Falmouth and Helston League
- Founded: 1960
- Folded: 2011
- Country: England
- Divisions: 3
- Number of clubs: 45
- Feeder to: Cornwall Combination
- Last champions: Falmouth Athletic DC

= Falmouth and Helston League =

The Falmouth and Helston League was an English association football league comprising clubs from South Cornwall. The league was formed following the amalgamation of the Falmouth and District Football League and the Helston and District Football League in 1960–61. In those days it consisted of just two divisions until expanded to three divisions in 1998–99. The top division plays at the 13th overall tier of the English football league system.
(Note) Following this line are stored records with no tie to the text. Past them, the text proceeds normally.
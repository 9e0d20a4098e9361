use chrono::NaiveDate;

use crate::models::Metric;

#[derive(Debug, thiserror::Error)]
pub enum ConfigError {
    #[error("invalid range: {0}")]
    InvalidRange(&'static str),
    #[error("value out of range: {0}")]
    ValueOutOfRange(&'static str),
    #[error("environment variable {name} could not be parsed: {value}")]
    Parse { name: &'static str, value: String },
}

#[derive(Debug, thiserror::Error)]
pub enum SnapshotError {
    #[error("serialization error: {0}")]
    Serialization(#[from] serde_json::Error),
    #[error("{metric} on {date} is {value}, expected 1-10")]
    MetricOutOfRange {
        date: NaiveDate,
        metric: Metric,
        value: u8,
    },
    #[error("cycle starting {start} ends before it starts ({end})")]
    EndBeforeStart { start: NaiveDate, end: NaiveDate },
    #[error("a cycle already starts on {0}")]
    DuplicateCycleStart(NaiveDate),
    #[error("no cycle starts on or before {0}")]
    NoCycleToClose(NaiveDate),
    #[error("the cycle starting {0} already has an end date")]
    CycleAlreadyClosed(NaiveDate),
    #[error("more than one symptom log for {0}")]
    DuplicateLogDate(NaiveDate),
}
One team from Division One could be promoted into the Cornwall Combination providing they finished in the top three and satisfied ground grading requirements.

The league merged with the Mining Division Football League for the 2011–12 season. Both leagues at the time of the merger had three divisions composed of a similar number of teams. The new Trelawny League was introduced for the 2011–12 season, once the Falmouth and Helston League had celebrated its 50th anniversary.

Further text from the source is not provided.